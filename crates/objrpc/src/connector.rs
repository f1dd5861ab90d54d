//! Transport provider
//!
//! A [`Connector`] turns an endpoint into a [`Link`]: a message sink and a
//! message source. The pool only ever talks to links, so tests and
//! embedders can supply their own transports.

use crate::endpoint::{Endpoint, TransportKind};
use crate::error::{Result, RpcError};
use async_trait::async_trait;
use objrpc_wire::{FrameSink, FrameSource, FrameTransport, UdpFrameTransport, DEFAULT_MAX_MESSAGE_SIZE};
use std::net::SocketAddr;
use tokio::net::TcpStream;
use tracing::debug;

/// An established transport to one endpoint
pub struct Link {
    pub sink: Box<dyn FrameSink>,
    pub source: Box<dyn FrameSource>,
    /// Connectionless: no validation handshake and no replies
    pub datagram: bool,
}

/// Establishes transports
#[async_trait]
pub trait Connector: Send + Sync {
    async fn connect(&self, endpoint: &Endpoint, secure: bool) -> Result<Link>;
}

/// TCP and UDP over tokio sockets
#[derive(Debug, Clone)]
pub struct TcpConnector {
    max_message_size: usize,
}

impl TcpConnector {
    pub fn new() -> Self {
        Self {
            max_message_size: DEFAULT_MAX_MESSAGE_SIZE,
        }
    }

    pub fn with_max_message_size(mut self, max_size: usize) -> Self {
        self.max_message_size = max_size;
        self
    }
}

impl Default for TcpConnector {
    fn default() -> Self {
        Self::new()
    }
}

fn connect_failed(endpoint: &Endpoint, reason: impl ToString) -> RpcError {
    RpcError::ConnectFailed {
        endpoint: endpoint.to_string(),
        reason: reason.to_string(),
    }
}

async fn resolve(endpoint: &Endpoint) -> Result<SocketAddr> {
    tokio::net::lookup_host(endpoint.address())
        .await
        .map_err(|e| connect_failed(endpoint, e))?
        .next()
        .ok_or_else(|| connect_failed(endpoint, "host did not resolve"))
}

#[async_trait]
impl Connector for TcpConnector {
    async fn connect(&self, endpoint: &Endpoint, secure: bool) -> Result<Link> {
        if secure && !endpoint.is_secure() {
            return Err(connect_failed(endpoint, "endpoint is not secure"));
        }

        match endpoint.kind {
            TransportKind::Tcp => {
                let addr = resolve(endpoint).await?;
                let stream = TcpStream::connect(addr)
                    .await
                    .map_err(|e| connect_failed(endpoint, e))?;
                stream
                    .set_nodelay(true)
                    .map_err(|e| connect_failed(endpoint, e))?;
                debug!("Connected to {} ({})", endpoint, addr);

                let (reader, writer) = stream.into_split();
                Ok(Link {
                    sink: Box::new(
                        FrameTransport::new(writer).with_max_message_size(self.max_message_size),
                    ),
                    source: Box::new(
                        FrameTransport::new(reader).with_max_message_size(self.max_message_size),
                    ),
                    datagram: false,
                })
            }
            TransportKind::Udp => {
                let addr = resolve(endpoint).await?;
                let sink = UdpFrameTransport::connect(addr)
                    .await
                    .map_err(|e| connect_failed(endpoint, e))?;
                let source = UdpFrameTransport::new(sink.socket().clone());
                debug!("Opened datagram socket to {} ({})", endpoint, addr);
                Ok(Link {
                    sink: Box::new(sink),
                    source: Box::new(source),
                    datagram: true,
                })
            }
            TransportKind::Ssl => Err(connect_failed(endpoint, "ssl transport is not available")),
        }
    }
}
impl ObjectPrx {
    pub(crate) fn new(reference: Reference, instance: Arc<Instance>) -> Self {
        Self {
            reference: Arc::new(reference),
            instance,
        }
    }

    fn derive(&self, reference: Reference) -> Self {
        Self::new(reference, self.instance.clone())
    }

    pub fn ice_get_reference(&self) -> &Reference {
        &self.reference
    }

    pub fn ice_communicator(&self) -> Communicator {
        Communicator::from_instance(self.instance.clone())
    }

    pub fn ice_get_identity(&self) -> &Identity {
        &self.reference.identity
    }

    pub fn ice_get_facet(&self) -> &str {
        &self.reference.facet
    }

    pub fn ice_get_adapter_id(&self) -> Option<&str> {
        self.reference.adapter_id.as_deref()
    }

    pub fn ice_get_endpoints(&self) -> &[Endpoint] {
        &self.reference.endpoints
    }

    pub fn ice_get_timeout(&self) -> Option<Duration> {
        self.reference.timeout
    }

    pub fn ice_get_context(&self) -> &Context {
        &self.reference.context
    }

    pub fn ice_get_mode(&self) -> InvocationMode {
        self.reference.mode
    }

    pub fn ice_is_twoway(&self) -> bool {
        self.reference.mode == InvocationMode::Twoway
    }

    pub fn ice_is_oneway(&self) -> bool {
        self.reference.mode == InvocationMode::Oneway
    }

    pub fn ice_is_batch_oneway(&self) -> bool {
        self.reference.mode == InvocationMode::BatchOneway
    }

    pub fn ice_is_datagram(&self) -> bool {
        self.reference.mode == InvocationMode::Datagram
    }

    pub fn ice_is_batch_datagram(&self) -> bool {
        self.reference.mode == InvocationMode::BatchDatagram
    }

    pub fn ice_is_secure(&self) -> bool {
        self.reference.secure
    }

    pub fn ice_is_collocation_optimized(&self) -> bool {
        self.reference.collocation_optimized
    }

    pub fn ice_identity(&self, identity: Identity) -> Self {
        self.derive(self.reference.with_identity(identity))
    }

    pub fn ice_facet(&self, facet: &str) -> Self {
        self.derive(self.reference.with_facet(facet))
    }

    /// Make the proxy indirect; an empty id clears it
    pub fn ice_adapter_id(&self, adapter_id: &str) -> Self {
        self.derive(self.reference.with_adapter_id(Some(adapter_id.to_string())))
    }

    pub fn ice_endpoints(&self, endpoints: Vec<Endpoint>) -> Self {
        self.derive(self.reference.with_endpoints(endpoints))
    }

    pub fn ice_mode(&self, mode: InvocationMode) -> Self {
        self.derive(self.reference.with_mode(mode))
    }

    pub fn ice_twoway(&self) -> Self {
        self.ice_mode(InvocationMode::Twoway)
    }

    pub fn ice_oneway(&self) -> Self {
        self.ice_mode(InvocationMode::Oneway)
    }

    pub fn ice_batch_oneway(&self) -> Self {
        self.ice_mode(InvocationMode::BatchOneway)
    }

    pub fn ice_datagram(&self) -> Self {
        self.ice_mode(InvocationMode::Datagram)
    }

    pub fn ice_batch_datagram(&self) -> Self {
        self.ice_mode(InvocationMode::BatchDatagram)
    }

    pub fn ice_secure(&self, secure: bool) -> Self {
        self.derive(self.reference.with_secure(secure))
    }

    pub fn ice_collocation_optimized(&self, enabled: bool) -> Self {
        self.derive(self.reference.with_collocation_optimized(enabled))
    }

    /// Per-call timeout; `None` waits indefinitely
    pub fn ice_timeout(&self, timeout: impl Into<Option<Duration>>) -> Self {
        self.derive(self.reference.with_timeout(timeout.into()))
    }

    /// Context sent with every request made through the new proxy
    pub fn ice_context(&self, context: Context) -> Self {
        self.derive(self.reference.with_context(context))
    }

    pub fn ice_to_string(&self) -> String {
        self.reference.to_string()
    }

    /// Invoke `operation` with marshaled `params`; returns the marshaled
    /// results (empty for anything but twoway)
    pub async fn invoke(&self, operation: &str, params: Bytes) -> Result<Bytes> {
        invocation::invoke(&self.instance, &self.reference, operation, params, None).await
    }

    /// Invoke with an explicit context replacing the proxy's own
    pub async fn invoke_with_context(
        &self,
        operation: &str,
        params: Bytes,
        context: &Context,
    ) -> Result<Bytes> {
        invocation::invoke(
            &self.instance,
            &self.reference,
            operation,
            params,
            Some(context),
        )
        .await
    }

    /// Start an invocation in the background
    pub fn begin_invoke(&self, operation: &str, params: Bytes) -> AsyncResult {
        self.spawn_invoke(operation, params, None)
    }

    pub fn begin_invoke_with_context(
        &self,
        operation: &str,
        params: Bytes,
        context: Context,
    ) -> AsyncResult {
        self.spawn_invoke(operation, params, Some(context))
    }

    fn spawn_invoke(&self, operation: &str, params: Bytes, context: Option<Context>) -> AsyncResult {
        let proxy = self.clone();
        let op = operation.to_string();
        let handle = self.instance.runtime.spawn(async move {
            invocation::invoke(&proxy.instance, &proxy.reference, &op, params, context.as_ref())
                .await
        });
        AsyncResult {
            operation: operation.to_string(),
            handle,
        }
    }

    /// Start an invocation and run `callback` with its outcome on
    /// completion
    pub fn invoke_with_callback<F>(&self, operation: &str, params: Bytes, callback: F) -> JoinHandle<()>
    where
        F: FnOnce(Result<Bytes>) + Send + 'static,
    {
        let proxy = self.clone();
        let op = operation.to_string();
        self.instance.runtime.spawn(async move {
            let result = proxy.invoke(&op, params).await;
            callback(result);
        })
    }

    /// Invoke and block the calling thread until the outcome is known.
    ///
    /// Must not be called from an async task; use `spawn_blocking` or a
    /// plain thread.
    pub fn invoke_blocking(&self, operation: &str, params: Bytes) -> Result<Bytes> {
        self.begin_invoke(operation, params).wait()
    }

    /// Check that the object exists
    pub async fn ice_ping(&self) -> Result<()> {
        self.invoke("ice_ping", Bytes::new()).await.map(|_| ())
    }

    /// Whether the object implements `type_id`. Always sent twoway.
    pub async fn ice_is_a(&self, type_id: &str) -> Result<bool> {
        self.is_a(type_id, None).await
    }

    pub async fn ice_is_a_with_context(&self, type_id: &str, context: &Context) -> Result<bool> {
        self.is_a(type_id, Some(context)).await
    }

    async fn is_a(&self, type_id: &str, context: Option<&Context>) -> Result<bool> {
        let mut params = BytesMut::new();
        put_string(&mut params, type_id);
        let mut results = self
            .twoway_call("ice_isA", params.freeze(), context)
            .await?;
        get_bool(&mut results).map_err(|e| RpcError::Protocol(e.to_string()))
    }

    /// Type ids of the object, sorted
    pub async fn ice_ids(&self) -> Result<Vec<String>> {
        let mut results = self.twoway_call("ice_ids", Bytes::new(), None).await?;
        get_string_seq(&mut results).map_err(|e| RpcError::Protocol(e.to_string()))
    }

    /// Most derived type id of the object
    pub async fn ice_id(&self) -> Result<String> {
        let mut results = self.twoway_call("ice_id", Bytes::new(), None).await?;
        get_string(&mut results).map_err(|e| RpcError::Protocol(e.to_string()))
    }

    async fn twoway_call(
        &self,
        operation: &str,
        params: Bytes,
        context: Option<&Context>,
    ) -> Result<Bytes> {
        let twoway;
        let reference = if self.reference.mode.is_twoway() {
            self.reference.as_ref()
        } else {
            twoway = self.reference.with_mode(InvocationMode::Twoway);
            &twoway
        };
        invocation::invoke(&self.instance, reference, operation, params, context).await
    }

    /// Connection this proxy's requests use, established if needed
    pub async fn ice_get_connection(&self) -> Result<Arc<Connection>> {
        self.instance.check_alive()?;
        invocation::connection_for(&self.instance, &self.reference).await
    }

    /// Send the batch queue this proxy's requests accumulate in
    pub async fn ice_flush_batch_requests(&self) -> Result<()> {
        self.instance.check_alive()?;
        if self.reference.collocation_optimized {
            if let Some(adapter) = self.instance.find_collocated(&self.reference) {
                match BatchMode::of(self.reference.mode) {
                    Some(mode) => adapter.flush_collocated_batch(mode).await,
                    None => adapter.flush_collocated_batches().await,
                };
                return Ok(());
            }
        }
        let connection = invocation::connection_for(&self.instance, &self.reference).await?;
        match BatchMode::of(self.reference.mode) {
            Some(mode) => connection.flush_batch(mode).await?,
            None => connection.flush_batches().await?,
        };
        Ok(())
    }
}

* * * * *

■ WHAT YOU HAVE TO DO
Show all lines from the data that contain "outcome".

■ RESPONSE TO THIS TASK
    /// Start an invocation and run `callback` with its outcome on
    /// Invoke and block the calling thread until the outcome is known.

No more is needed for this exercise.